Maka, wajar bila para gubernur memprotes kebijakan itu — bukan untuk menolak efisiensi, tetapi untuk menuntut keadilan dalam tata kelola pembangunan nasional.
Pemerintah pusat tentu memiliki alasan. Penyesuaian alokasi TKD sering kali dilakukan demi menjaga keseimbangan APBN dan efisiensi belanja negara.
Namun, perlu diingat bahwa efisiensi di tingkat pusat sering kali berimplikasi langsung terhadap kesejahteraan rakyat di tingkat lokal. Ketika fiskal daerah melemah, kemampuan daerah untuk membiayai layanan publik pun ikut menurun.
Padahal, jika dikelola dengan efektif dan transparan, TKD terbukti memberi dampak besar terhadap penurunan ketimpangan dan kemiskinan.
Penelitian Wardhana (2013) dan Rianggara & Kawedar (2025) menunjukkan bahwa peningkatan transfer fiskal mampu menekan ketimpangan pendapatan dan mengurangi kemiskinan di daerah.

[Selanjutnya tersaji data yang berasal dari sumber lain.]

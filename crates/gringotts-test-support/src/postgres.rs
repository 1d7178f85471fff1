//! Disposable Postgres databases for integration tests.
//!
//! Prefers an externally supplied server via `GRINGOTTS_TEST_DATABASE_URL`
//! (each fixture still gets its own uniquely named database so parallel tests
//! stay isolated). When unset, a throwaway instance is spawned from locally
//! available Postgres binaries (`initdb`, `postgres`, `pg_isready`). Tests
//! decide whether to skip when neither is available.

use std::path::{Path, PathBuf};
use std::process::{Child, Command, Stdio};
use std::time::{Duration, SystemTime, UNIX_EPOCH};

use anyhow::{Context, Result, bail};
use sqlx::{Connection, Executor, PgConnection};
use url::Url;

/// Environment variable naming an external Postgres server for tests.
pub const TEST_DATABASE_URL: &str = "GRINGOTTS_TEST_DATABASE_URL";

const READY_ATTEMPTS: u32 = 30;
const READY_POLL: Duration = Duration::from_millis(200);

/// Handle to a disposable test database.
///
/// Dropping the handle kills any locally spawned server process and removes
/// its data directory; call [`TestDatabase::close`] to also drop the unique
/// database on an external server.
pub struct TestDatabase {
    connection_string: String,
    admin_url: String,
    database: String,
    process: Option<Child>,
    data_dir: Option<PathBuf>,
}

impl TestDatabase {
    /// Connection string for the fixture's private database.
    #[must_use]
    pub fn connection_string(&self) -> &str {
        &self.connection_string
    }

    /// Drop the fixture database and tear down any local server.
    ///
    /// # Errors
    ///
    /// Returns an error when the drop statement cannot be issued; local
    /// process cleanup is best-effort and never fails the caller.
    pub async fn close(mut self) -> Result<()> {
        let result = run_admin(
            &self.admin_url,
            &format!("DROP DATABASE IF EXISTS \"{}\" WITH (FORCE)", self.database),
        )
        .await;
        self.teardown_local();
        result
    }

    fn teardown_local(&mut self) {
        if let Some(process) = &mut self.process {
            let _ = process.kill();
            let _ = process.wait();
        }
        self.process = None;
        if let Some(dir) = self.data_dir.take() {
            let _ = std::fs::remove_dir_all(dir);
        }
    }
}

impl Drop for TestDatabase {
    fn drop(&mut self) {
        self.teardown_local();
    }
}

/// Whether a database can be provisioned in this environment.
#[must_use]
pub fn available() -> bool {
    std::env::var(TEST_DATABASE_URL).is_ok_and(|url| !url.trim().is_empty())
        || binaries().is_ok()
}

/// Provision a fresh, uniquely named database for one fixture.
///
/// # Errors
///
/// Returns an error when no external URL is provided and local Postgres
/// binaries are unavailable or fail to start.
pub async fn provision() -> Result<TestDatabase> {
    if let Ok(base_url) = std::env::var(TEST_DATABASE_URL)
        && !base_url.trim().is_empty()
    {
        return create_on_server(base_url.trim(), None, None).await;
    }
    spawn_local_instance().await
}

async fn spawn_local_instance() -> Result<TestDatabase> {
    let binaries = binaries()?;
    let port = reserve_port()?;
    let data_dir = allocate_data_dir()?;

    let data_dir_str = data_dir
        .to_str()
        .context("data dir contains non-utf8 characters")?;
    let initdb = Command::new(&binaries.initdb)
        .args(["-D", data_dir_str, "--username=postgres", "--auth=trust"])
        .stdout(Stdio::null())
        .stderr(Stdio::null())
        .status()
        .context("failed to run initdb")?;
    if !initdb.success() {
        let _ = std::fs::remove_dir_all(&data_dir);
        bail!("initdb exited with failure status");
    }

    // -k keeps the unix socket inside the data dir so no shared path is needed.
    let process = Command::new(&binaries.postgres)
        .args([
            "-D",
            data_dir_str,
            "-p",
            &port.to_string(),
            "-h",
            "127.0.0.1",
            "-k",
            data_dir_str,
        ])
        .stdout(Stdio::null())
        .stderr(Stdio::null())
        .spawn()
        .context("failed to start postgres process")?;

    wait_for_ready(&binaries.pg_isready, port).await?;

    let base_url = format!("postgres://postgres@127.0.0.1:{port}/postgres");
    create_on_server(&base_url, Some(process), Some(data_dir)).await
}

async fn create_on_server(
    base_url: &str,
    process: Option<Child>,
    data_dir: Option<PathBuf>,
) -> Result<TestDatabase> {
    let parsed = Url::parse(base_url).context("invalid postgres connection url")?;
    let database = unique_database_name();

    let mut database_url = parsed.clone();
    database_url.set_path(&format!("/{database}"));

    let mut admin_url = parsed.clone();
    admin_url.set_path("/postgres");

    // Fall back to the caller's own database when `postgres` is not connectable.
    let statement = format!("CREATE DATABASE \"{database}\"");
    let admin_url = match run_admin(admin_url.as_str(), &statement).await {
        Ok(()) => admin_url.to_string(),
        Err(primary_err) => {
            if admin_url.path() == parsed.path() {
                return Err(primary_err);
            }
            run_admin(parsed.as_str(), &statement)
                .await
                .map_err(|_fallback_err| primary_err)?;
            parsed.to_string()
        }
    };

    Ok(TestDatabase {
        connection_string: database_url.to_string(),
        admin_url,
        database,
        process,
        data_dir,
    })
}

async fn run_admin(admin_url: &str, statement: &str) -> Result<()> {
    let mut conn = PgConnection::connect(admin_url)
        .await
        .with_context(|| format!("failed to connect to admin database at {admin_url}"))?;
    conn.execute(statement)
        .await
        .with_context(|| format!("failed to execute `{statement}`"))?;
    let _ = conn.close().await;
    Ok(())
}

struct PostgresBinaries {
    initdb: PathBuf,
    postgres: PathBuf,
    pg_isready: PathBuf,
}

fn binaries() -> Result<PostgresBinaries> {
    Ok(PostgresBinaries {
        initdb: resolve_binary("initdb")?,
        postgres: resolve_binary("postgres")?,
        pg_isready: resolve_binary("pg_isready")?,
    })
}

fn resolve_binary(name: &str) -> Result<PathBuf> {
    let mut search_paths: Vec<PathBuf> = Vec::new();
    // Full server installations first so `initdb` has the assets it needs.
    search_paths.extend(
        [
            "/usr/lib/postgresql/16/bin",
            "/usr/lib/postgresql/15/bin",
            "/usr/lib/postgresql/14/bin",
            "/opt/homebrew/opt/postgresql@16/bin",
            "/usr/local/opt/postgresql@16/bin",
        ]
        .map(PathBuf::from),
    );
    search_paths.extend(
        std::env::var_os("PATH").map_or_else(Vec::new, |paths| std::env::split_paths(&paths).collect()),
    );

    for dir in search_paths {
        let candidate = dir.join(name);
        if candidate.exists() {
            return Ok(candidate);
        }
    }

    bail!("{name} binary is required for Postgres tests");
}

fn reserve_port() -> Result<u16> {
    let listener =
        std::net::TcpListener::bind("127.0.0.1:0").context("failed to reserve port")?;
    let port = listener
        .local_addr()
        .context("failed to read listener address")?
        .port();
    drop(listener);
    Ok(port)
}

fn allocate_data_dir() -> Result<PathBuf> {
    let base = std::env::temp_dir().join("gringotts-postgres");
    std::fs::create_dir_all(&base)
        .with_context(|| format!("failed to create base dir {}", base.display()))?;
    for attempt in 0..5 {
        let candidate = base.join(format!("{}-{attempt}", unique_database_name()));
        if !candidate.exists() {
            std::fs::create_dir_all(&candidate)
                .with_context(|| format!("failed to create data dir {}", candidate.display()))?;
            return Ok(candidate);
        }
    }
    bail!("failed to allocate temporary data directory for postgres");
}

async fn wait_for_ready(pg_isready: &Path, port: u16) -> Result<()> {
    for _ in 0..READY_ATTEMPTS {
        let status = Command::new(pg_isready)
            .args(["-h", "127.0.0.1", "-p", &port.to_string(), "-U", "postgres"])
            .stdout(Stdio::null())
            .stderr(Stdio::null())
            .status();
        if matches!(status, Ok(ref s) if s.success()) {
            return Ok(());
        }
        tokio::time::sleep(READY_POLL).await;
    }

    bail!("postgres process did not become ready in time")
}

fn unique_database_name() -> String {
    let nanos = SystemTime::now()
        .duration_since(UNIX_EPOCH)
        .unwrap_or_default()
        .as_nanos();
    let pid = std::process::id();
    format!("gringotts_test_{pid}_{nanos}")
}

#[cfg(test)]
mod tests {
    use super::*;

    #[test]
    fn unique_names_do_not_collide() {
        let first = unique_database_name();
        let second = unique_database_name();
        assert_ne!(first, second);
        assert!(first.starts_with("gringotts_test_"));
    }

    #[test]
    fn reserved_ports_are_nonzero() {
        let port = reserve_port().expect("port reservation must succeed");
        assert_ne!(port, 0);
    }
}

Bahkan, Sinaga dkk. (2025) menemukan bahwa pengelolaan transfer keuangan yang akuntabel dapat mempercepat pertumbuhan ekonomi lokal. Artinya, TKD bukan hanya soal nominal, tetapi soal kepercayaan dan tata kelola.
Sejak diterapkannya Undang-Undang Nomor 1 Tahun 2022 tentang Hubungan Keuangan antara Pemerintah Pusat dan Pemerintah Daerah (HKPD), arah reformasi fiskal semakin jelas: mendorong kinerja, transparansi, dan pemerataan.
Melalui Peraturan Pemerintah Nomor 37 Tahun 2023, pemerintah pusat menegaskan komitmennya agar setiap rupiah yang ditransfer benar-benar memberi manfaat bagi masyarakat.
Beberapa daerah telah menunjukkan hasil positif — Jawa Barat memanfaatkan DAU untuk digitalisasi layanan publik, sementara Nusa Tenggara Timur menggunakan DAK untuk membangun embung yang meningkatkan produktivitas pertanian.
Namun, implementasi di lapangan tak selalu mudah. Bagi daerah yang sangat bergantung pada transfer pusat, sedikit saja penyesuaian bisa mengguncang stabilitas keuangannya.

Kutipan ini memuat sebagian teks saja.